Extract libro “Brattirò e la sua storia…” di Pasquale Vallone

  • OMICIDIO DI  ROMBOLA’  PASQUALE  –  SOPO –   (1897 )

Ancora oggi ritorna alla memoria la drammatica vicenda di Pasquale Rombolà, detto Sopo.

Pasquale Rombolà nacque nel 1861 da Francesco Rombolà e da Annunziata Ferraro; la sua famiglia discendeva da Vincenzo Rombolà, detto Milingiana.

Pasquale aveva un carattere tranquillo, era buono e rispettoso, qualità ereditate dalla madre, a differenza dei due fratelli e delle due sorelle che erano irascibili: degni discendenti di Milingiana.

Nel novembre del 1886, Pasquale sposò Maria Rosa Pugliese, giovane diciottenne di Brattirò, e nel gennaio del 1888 nacque il figlio Francesco, che dopo pochi giorni morì. Appena un anno dopo, gli nacque un altro figlio maschio.

I tempi erano duri e tristi, la miseria era tanta e Pasquale pensò di emigrare negli Stati Uniti. Qui cominciò a lavorare e a mettere qualche risparmio da parte quando gli giunse la notizia che il figlioletto, di due anni, era morto.

Nel 1892 rientrò dall’America e nel 1893 venne alla luce un terzo figlio a cui fu dato il nome di Francesco, come il primo. Fu riguardato come meglio i genitori non potevano, ma purtroppo il destino sembrava accanirsi contro questa famiglia e anche Francesco morì all’età di due anni.

L’anno dopo la moglie di Pasquale – Sopo – incorse nella quarta gravidanza, ma al momento del parto morirono sia la madre, che aveva ventotto anni, che il figlio. Sopo rimase drammaticamente solo e sconsolato.

Ma un altro crudele destino lo aspettava.

La mattina del 15 agosto 1897 si avviò verso Tropea per portare un pollo, uova e frutta fresca al proprietario terriero, “u gnuri”, come d’usanza. Percorse la stradina dove c’è l’attuale campo sportivo, in contrada “camina”;  qui  aveva un appezzamento  di terreno coltivato a mais. Il giorno prima aveva tagliato le cime del mais, di cui rimaneva il tronco con le pannocchie, e, in mezzo a quel terreno, c’era un grande albero di pero della qualità “agustarico”.

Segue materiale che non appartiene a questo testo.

use rand::Rng;
use rand::seq::IndexedRandom;

/// Ordered list of the tokens observed right after one key token.
///
/// The list is not a set: a token recorded `k` times appears `k` times, so a
/// uniform draw by position is a draw weighted by observation count. No
/// separate counter table is kept.
///
/// ## Invariants
/// - Never empty: a `Followups` is only built together with its first token
/// - Entries are already normalized (lower case)
#[derive(Clone, Debug, PartialEq, Eq)]
pub struct Followups {
	tokens: Vec<String>,
}

impl Followups {
	/// Creates the list with its first observed token.
	pub(crate) fn with_first(token: String) -> Self {
		Self { tokens: vec![token] }
	}

	/// Records one more observation of `token`.
	pub(crate) fn push(&mut self, token: String) {
		self.tokens.push(token);
	}

	/// Draws one recorded observation uniformly by position.
	pub fn choose<R: Rng + ?Sized>(&self, rng: &mut R) -> &str {
		// Non-empty by construction, the fallback is unreachable
		self.tokens.choose(rng).map(String::as_str).unwrap_or_default()
	}

	/// All recorded observations in insertion order.
	pub fn as_slice(&self) -> &[String] {
		&self.tokens
	}
}
//! Error types for the chain model and the corpus reader.

use thiserror::Error;

/// Errors reported by [`ChainModel`](crate::model::chain::ChainModel).
///
/// Both are recoverable: the model is left unchanged and the caller decides
/// whether to skip, retry or abort.
#[derive(Error, Debug, Clone, PartialEq, Eq)]
pub enum ChainError {
	/// `train` was given a sentence without tokens
	#[error("cannot train on an empty sentence")]
	EmptyInput,

	/// `generate` was called before any sentence was trained
	#[error("model has no trained sentences")]
	InvalidState,
}

/// Errors reported while reading chat log lines.
#[derive(Error, Debug, Clone, PartialEq, Eq)]
pub enum CorpusError {
	/// Line does not carry date, time, nick and at least one message word
	#[error("malformed log line: {0:?}")]
	MalformedLine(String),
}
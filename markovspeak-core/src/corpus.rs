use std::fs::File;
use std::io::{self, Read};
use std::path::Path;

use log::{debug, trace};
use serde::Serialize;

use crate::error::CorpusError;
use crate::model::chain::ChainModel;

/// Nick column values the chat client uses for status lines
/// (joins, parts, notices) rather than user messages.
pub const STATUS_MARKERS: [&str; 5] = ["--", "-->", "<--", "▬▬▶", "◀▬▬"];

/// One message written by a user.
#[derive(Debug, Clone, PartialEq, Eq)]
pub struct UserComment {
	pub nick: String,
	pub message: String,
}

impl UserComment {
	/// Message split on whitespace, ready for [`ChainModel::train`].
	pub fn tokens(&self) -> Vec<&str> {
		self.message.split_whitespace().collect()
	}
}

/// Counters reported after feeding log lines to a model.
#[derive(Debug, Clone, Copy, Default, PartialEq, Eq, Serialize)]
pub struct TrainStats {
	/// Lines read
	pub lines: usize,
	/// Lines turned into a trained sentence
	pub trained: usize,
	/// Lines ignored (status lines, addressed messages, malformed lines)
	pub skipped: usize,
}

/// Reads a text file and returns all its lines.
pub fn read_file<P: AsRef<Path>>(filename: P) -> io::Result<Vec<String>> {
	let mut contents = String::new();
	File::open(filename)?.read_to_string(&mut contents)?;
	Ok(contents.lines().map(str::to_owned).collect())
}

/// Parses a log line of the form `date time nick message...`.
///
/// Example: `2012-09-08 20:05:58     WeeZeL  very message such wow`
///
/// # Errors
/// Returns [`CorpusError::MalformedLine`] if the line has fewer than four
/// whitespace-separated fields.
pub fn parse_line(line: &str) -> Result<UserComment, CorpusError> {
	let fields: Vec<&str> = line.split_whitespace().collect();
	if fields.len() < 4 {
		return Err(CorpusError::MalformedLine(line.to_owned()));
	}

	Ok(UserComment {
		nick: fields[2].to_owned(),
		message: fields[3..].join(" "),
	})
}

/// Returns the user comment carried by a line, if it is worth training on.
///
/// Skips malformed lines, status lines and messages whose first word is
/// addressed with `@`.
pub fn comment_from_line(line: &str) -> Option<UserComment> {
	let comment = parse_line(line).ok()?;
	if STATUS_MARKERS.contains(&comment.nick.as_str()) {
		return None;
	}
	if comment.message.starts_with('@') {
		return None;
	}
	Some(comment)
}

/// Trains `model` with every usable line, one sentence per line.
pub fn train_from_lines<I, S>(model: &mut ChainModel, lines: I) -> TrainStats
where
	I: IntoIterator<Item = S>,
	S: AsRef<str>,
{
	let mut stats = TrainStats::default();
	for line in lines {
		let line = line.as_ref();
		stats.lines += 1;

		let trained = comment_from_line(line).is_some_and(|comment| model.train(&comment.tokens()).is_ok());
		if trained {
			stats.trained += 1;
		} else {
			trace!("skipped line {line:?}");
			stats.skipped += 1;
		}
	}

	debug!("read {} lines: {} trained, {} skipped", stats.lines, stats.trained, stats.skipped);
	stats
}

#[cfg(test)]
mod tests {
	use super::*;

	#[test]
	fn parses_date_time_nick_and_message() {
		let comment = parse_line("2012-09-08 20:05:58     WeeZeL  very message such wow").unwrap();
		assert_eq!(comment.nick, "WeeZeL");
		assert_eq!(comment.message, "very message such wow");
		assert_eq!(comment.tokens(), ["very", "message", "such", "wow"]);
	}

	#[test]
	fn short_line_is_malformed() {
		let line = "2012-09-08 20:05:58 WeeZeL";
		assert_eq!(parse_line(line), Err(CorpusError::MalformedLine(line.to_owned())));
		assert_eq!(comment_from_line(line), None);
		assert_eq!(comment_from_line(""), None);
	}

	#[test]
	fn skips_status_lines() {
		for marker in STATUS_MARKERS {
			let line = format!("2012-09-08 20:05:58 {marker} WeeZeL has joined #channel");
			assert_eq!(comment_from_line(&line), None, "{marker}");
		}
	}

	#[test]
	fn skips_addressed_messages() {
		assert_eq!(comment_from_line("2012-09-08 20:06:01 WeeZeL @bot weather"), None);
		assert!(comment_from_line("2012-09-08 20:06:01 WeeZeL hey @bot").is_some());
	}

	#[test]
	fn trains_one_sentence_per_kept_line() {
		let lines = [
			"2012-09-08 20:05:58 WeeZeL Oh no you again",
			"2012-09-08 20:06:00 -- Someone has quit",
			"2012-09-08 20:06:01 Other @WeeZeL yes me",
			"garbage",
			"2012-09-08 20:06:05 Other oh well",
		];
		let mut model = ChainModel::new();
		let stats = train_from_lines(&mut model, lines);

		assert_eq!(stats, TrainStats { lines: 5, trained: 2, skipped: 3 });
		assert_eq!(model.first_words(), ["oh", "oh"]);
		assert_eq!(model.followups("oh").unwrap(), ["no", "well"]);
	}

	#[test]
	fn reads_lines_from_file() {
		let path = std::env::temp_dir().join(format!("markovspeak-corpus-{}.log", std::process::id()));
		std::fs::write(&path, "first line\r\nsecond line\n").unwrap();
		let lines = read_file(&path).unwrap();
		std::fs::remove_file(&path).unwrap();
		assert_eq!(lines, ["first line", "second line"]);
	}
}
//! Compass output location from `config.rb`.

use std::path::{Path, PathBuf};
use std::sync::LazyLock;

use regex::Regex;

use crate::source::SourceFile;
use crate::utils::path::clean_path;

pub const CONFIG_RB: &str = "config.rb";

const DEFAULT_HTTP_PATH: &str = ".";
const DEFAULT_CSS_DIR: &str = "css";

/// `key = "value"` assignments; quotes optional.
static ASSIGNMENT: LazyLock<Regex> = LazyLock::new(|| {
    Regex::new(r#"(?m)^\s*(http_path|css_dir)\s*=\s*["']?([^"'\r\n#]*?)["']?\s*(?:#.*)?$"#).unwrap()
});

/// CSS folder relative to the project root as configured in `config.rb`.
/// A missing file yields the defaults.
pub fn css_path(project_root: &Path) -> PathBuf {
    let text = std::fs::read_to_string(project_root.join(CONFIG_RB)).unwrap_or_default();
    css_path_from(&text)
}

fn css_path_from(config: &str) -> PathBuf {
    let mut http_path = DEFAULT_HTTP_PATH.to_string();
    let mut css_dir = DEFAULT_CSS_DIR.to_string();

    for caps in ASSIGNMENT.captures_iter(config) {
        let value = caps[2].trim_end_matches('/').to_string();
        if value.is_empty() {
            continue;
        }
        match &caps[1] {
            "http_path" => http_path = value,
            _ => css_dir = value,
        }
    }

    let joined = if css_dir.starts_with('/') {
        css_dir
    } else {
        format!("{http_path}/{css_dir}")
    };
    // Root-relative dirs are still placed under the project root.
    clean_path(Path::new(joined.trim_start_matches('/')))
}

/// Where compass writes the CSS for `input`: the output name always
/// mirrors the input name.
pub fn output_file(project_root: &Path, input: &SourceFile) -> PathBuf {
    clean_path(&project_root.join(css_path(project_root)).join(input.css_name()))
}
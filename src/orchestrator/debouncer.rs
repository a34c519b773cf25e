//! Change debouncing.
//!
//! Pure timing and per-path deduplication. No store or compiler access.

use std::path::{Path, PathBuf};
use std::time::{Duration, Instant};

use rustc_hash::FxHashMap;

use crate::utils::path::normalize_path;

pub(crate) const DEBOUNCE_MS: u64 = 300;
pub(crate) const REBUILD_COOLDOWN_MS: u64 = 800;
const IDLE_SLEEP: Duration = Duration::from_secs(86400);

/// What happened to a file
#[derive(Debug, Clone, Copy, PartialEq, Eq)]
pub enum ChangeKind {
    Created,
    Modified,
    Removed,
    /// Unsaved editor buffer changed.
    Edited,
}

impl ChangeKind {
    pub fn label(self) -> &'static str {
        match self {
            Self::Created => "created",
            Self::Modified => "modified",
            Self::Removed => "removed",
            Self::Edited => "edited",
        }
    }
}

pub(crate) struct Debouncer {
    pub(crate) changes: FxHashMap<PathBuf, ChangeKind>,
    last_event: Option<Instant>,
    last_compile: Option<Instant>,
}

impl Debouncer {
    pub(crate) fn new() -> Self {
        Self {
            changes: FxHashMap::default(),
            last_event: None,
            last_compile: None,
        }
    }

    /// Record one change, applying the transition rules:
    /// - Removed → Created/Modified: restored, take the new kind
    /// - Modified → Removed: deleted, upgrade to Removed
    /// - Created → Removed: appeared then vanished, drop it
    /// - Edited ↔ Modified: latest wins
    /// - otherwise the first event wins
    ///
    /// Noise (see [`is_noise`]) is dropped before it can arm the timer.
    pub(crate) fn push(&mut self, path: &Path, kind: ChangeKind) {
        if is_noise(path, kind) {
            return;
        }
        let path = normalize_path(path);

        match self.changes.get(&path).copied() {
            None => {
                crate::debug!("watch"; "event {}: {}", kind.label(), path.display());
                self.changes.insert(path, kind);
            }
            Some(existing) => match (existing, kind) {
                (ChangeKind::Removed, ChangeKind::Created | ChangeKind::Modified)
                | (ChangeKind::Edited, ChangeKind::Modified)
                | (ChangeKind::Modified, ChangeKind::Edited) => {
                    crate::debug!("watch"; "{}->{}: {}", existing.label(), kind.label(), path.display());
                    self.changes.insert(path, kind);
                }
                (ChangeKind::Modified | ChangeKind::Edited, ChangeKind::Removed) => {
                    crate::debug!("watch"; "upgrade {}->removed: {}", existing.label(), path.display());
                    self.changes.insert(path, ChangeKind::Removed);
                }
                (ChangeKind::Created, ChangeKind::Removed) => {
                    crate::debug!("watch"; "discard created+removed: {}", path.display());
                    self.changes.remove(&path);
                }
                _ => {}
            },
        }
        self.last_event = Some(Instant::now());
    }

    /// Drop a pending unsaved-buffer change of `path`.
    pub(crate) fn forget_edit(&mut self, path: &Path) {
        let path = normalize_path(path);
        if self.changes.get(&path) == Some(&ChangeKind::Edited) {
            self.changes.remove(&path);
        }
    }

    /// Earliest instant the batch may be compiled: the quiet window after
    /// the last event, pushed back by the cooldown after the last compile.
    fn due_at(&self) -> Option<Instant> {
        let quiet = self.last_event? + Duration::from_millis(DEBOUNCE_MS);
        let cooled = self
            .last_compile
            .map(|at| at + Duration::from_millis(REBUILD_COOLDOWN_MS));
        Some(cooled.map_or(quiet, |cooled| quiet.max(cooled)))
    }

    pub(crate) fn is_ready(&self) -> bool {
        !self.changes.is_empty() && self.due_at().is_some_and(|due| due <= Instant::now())
    }

    /// Hand out the batch once it is due.
    pub(crate) fn take_if_ready(&mut self) -> Option<FxHashMap<PathBuf, ChangeKind>> {
        if !self.is_ready() {
            // A batch emptied by Created→Removed leaves nothing to wait for.
            if self.changes.is_empty() {
                self.last_event = None;
            }
            return None;
        }
        self.last_event = None;
        self.last_compile = Some(Instant::now());
        Some(std::mem::take(&mut self.changes))
    }

    /// How long the actor may sleep before checking again.
    pub(crate) fn sleep_duration(&self) -> Duration {
        match self.due_at() {
            Some(due) => due
                .saturating_duration_since(Instant::now())
                .max(Duration::from_millis(1)),
            None => IDLE_SLEEP,
        }
    }
}

/// Events that never lead to a compile.
///
/// Editor backups and swap files are ignored outright. Generated `.css`
/// and `.map` files are written by our own compiles, so only their removal
/// matters (it drops the stale map from the store).
fn is_noise(path: &Path, kind: ChangeKind) -> bool {
    let name = path.file_name().and_then(|n| n.to_str()).unwrap_or("");
    let ext = path.extension().and_then(|e| e.to_str()).unwrap_or("");

    let scratch = matches!(ext, "bck" | "bak" | "backup" | "swp" | "swo" | "tmp")
        || name.ends_with('~')
        || name.starts_with('.');
    let output = matches!(ext, "css" | "map") && kind != ChangeKind::Removed;
    scratch || output
}

#[cfg(test)]
mod tests {
    use super::*;

    fn kind_of(debouncer: &Debouncer, path: &str) -> Option<ChangeKind> {
        debouncer.changes.get(&normalize_path(Path::new(path))).copied()
    }

    #[test]
    fn test_empty_is_idle() {
        let debouncer = Debouncer::new();
        assert!(!debouncer.is_ready());
        assert_eq!(debouncer.sleep_duration(), IDLE_SLEEP);
    }

    #[test]
    fn test_transitions() {
        let mut debouncer = Debouncer::new();
        let path = Path::new("/tmp/x.scss");

        debouncer.push(path, ChangeKind::Removed);
        debouncer.push(path, ChangeKind::Created);
        assert_eq!(kind_of(&debouncer, "/tmp/x.scss"), Some(ChangeKind::Created));

        debouncer.push(path, ChangeKind::Modified);
        assert_eq!(kind_of(&debouncer, "/tmp/x.scss"), Some(ChangeKind::Created));

        debouncer.push(path, ChangeKind::Removed);
        assert_eq!(kind_of(&debouncer, "/tmp/x.scss"), None);

        let other = Path::new("/tmp/y.scss");
        debouncer.push(other, ChangeKind::Modified);
        debouncer.push(other, ChangeKind::Removed);
        assert_eq!(kind_of(&debouncer, "/tmp/y.scss"), Some(ChangeKind::Removed));
    }

    #[test]
    fn test_edit_then_save() {
        let mut debouncer = Debouncer::new();
        let path = Path::new("/tmp/_vars.scss");

        debouncer.push(path, ChangeKind::Edited);
        assert_eq!(kind_of(&debouncer, "/tmp/_vars.scss"), Some(ChangeKind::Edited));
        debouncer.push(path, ChangeKind::Modified);
        assert_eq!(kind_of(&debouncer, "/tmp/_vars.scss"), Some(ChangeKind::Modified));
    }

    #[test]
    fn test_temp_files_ignored() {
        let mut debouncer = Debouncer::new();
        debouncer.push(Path::new("/tmp/main.scss~"), ChangeKind::Modified);
        debouncer.push(Path::new("/tmp/.main.scss.swp"), ChangeKind::Modified);
        debouncer.push(Path::new("/tmp/main.bak"), ChangeKind::Modified);
        assert!(debouncer.changes.is_empty());
        assert!(debouncer.last_event.is_none());
    }

    #[test]
    fn test_generated_output_ignored_unless_removed() {
        let mut debouncer = Debouncer::new();
        debouncer.push(Path::new("/tmp/main.css"), ChangeKind::Modified);
        debouncer.push(Path::new("/tmp/main.css.map"), ChangeKind::Created);
        assert!(debouncer.changes.is_empty());
        assert!(debouncer.last_event.is_none());

        debouncer.push(Path::new("/tmp/main.css.map"), ChangeKind::Removed);
        assert_eq!(kind_of(&debouncer, "/tmp/main.css.map"), Some(ChangeKind::Removed));
    }

    #[test]
    fn test_forget_edit_keeps_saved_changes() {
        let mut debouncer = Debouncer::new();
        debouncer.push(Path::new("/tmp/_a.scss"), ChangeKind::Edited);
        debouncer.push(Path::new("/tmp/_b.scss"), ChangeKind::Modified);

        debouncer.forget_edit(Path::new("/tmp/_a.scss"));
        debouncer.forget_edit(Path::new("/tmp/_b.scss"));
        assert_eq!(kind_of(&debouncer, "/tmp/_a.scss"), None);
        assert_eq!(kind_of(&debouncer, "/tmp/_b.scss"), Some(ChangeKind::Modified));
    }

    #[test]
    fn test_ready_after_quiet_window() {
        let mut debouncer = Debouncer::new();
        debouncer.push(Path::new("/tmp/a.scss"), ChangeKind::Modified);
        assert!(!debouncer.is_ready());
        assert!(debouncer.take_if_ready().is_none());
        assert!(debouncer.sleep_duration() <= Duration::from_millis(DEBOUNCE_MS));

        debouncer.last_event = Some(Instant::now() - Duration::from_millis(DEBOUNCE_MS + 10));
        let changes = debouncer.take_if_ready().unwrap();
        assert_eq!(changes.len(), 1);
        assert!(debouncer.changes.is_empty());

        // A fresh burst right after a rebuild waits for the cooldown.
        debouncer.push(Path::new("/tmp/b.scss"), ChangeKind::Modified);
        debouncer.last_event = Some(Instant::now() - Duration::from_millis(DEBOUNCE_MS + 10));
        assert!(!debouncer.is_ready());
        assert!(debouncer.sleep_duration() > Duration::from_millis(DEBOUNCE_MS));
    }
}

Guardando sull’albero, vide due giovani e altri due erano a terra, tutti intenti a mangiare pere. Appena i quattro si accorsero dell’arrivo del padrone, cercarono di darsi alla fuga, ma Sopo gridò: “E’ nutili ca scappati, tantu vi canuscivi”, e pare che avesse proferito anche qualche nome. All’improvviso, i quattro interruppero la fuga, si fermarono, confabularono e tornarono indietro con insolenza e spavalderia; uno di loro estrasse una pistola e sparò a Sopo che rimase ucciso all’istante.

Riportiamo l’Atto di Morte.

COMUNE DI Drapia

Numero 26 – Ventisei

ROMBOLA’ PASQUALE

L’anno milleottocentonovantasette, addì 16 di agosto a ore premeridiane dieci e minuti quaranta nella casa comunale, avanti di me Naso Pietro, Sindaco, Uffiziale dello Stato Civile del comune di Drapia, sono comparsi Ruffa Antonio, di anni sessantatre, sarto, domiciliato in Drapia, e De Marco Francesco, di anni quarantacinque, sarto, domiciliato in Gasponi, i quali mi hanno dichiarato che a ore pomeridiane cinque e minuti quarantacinque di ieri, nella casa posta in campagna, in Brattirò, fu trovato morto Rombolà Pasquale, di anni trentasei, contadino, residente in Brattirò, nato in Brattirò da Francesco, contadino, domiciliato in Brattirò e da Ferraro Annunziata, contadina, domiciliata in Brattirò, vedovo di Pugliese Maria Rosa. A quest’atto sono presenti quali testimoni Del Vecchio Clemente di anni trentasette, segretario, e De Rito Giuseppe, di anni trentaquattro, possidente, ambi residenti in questo comune.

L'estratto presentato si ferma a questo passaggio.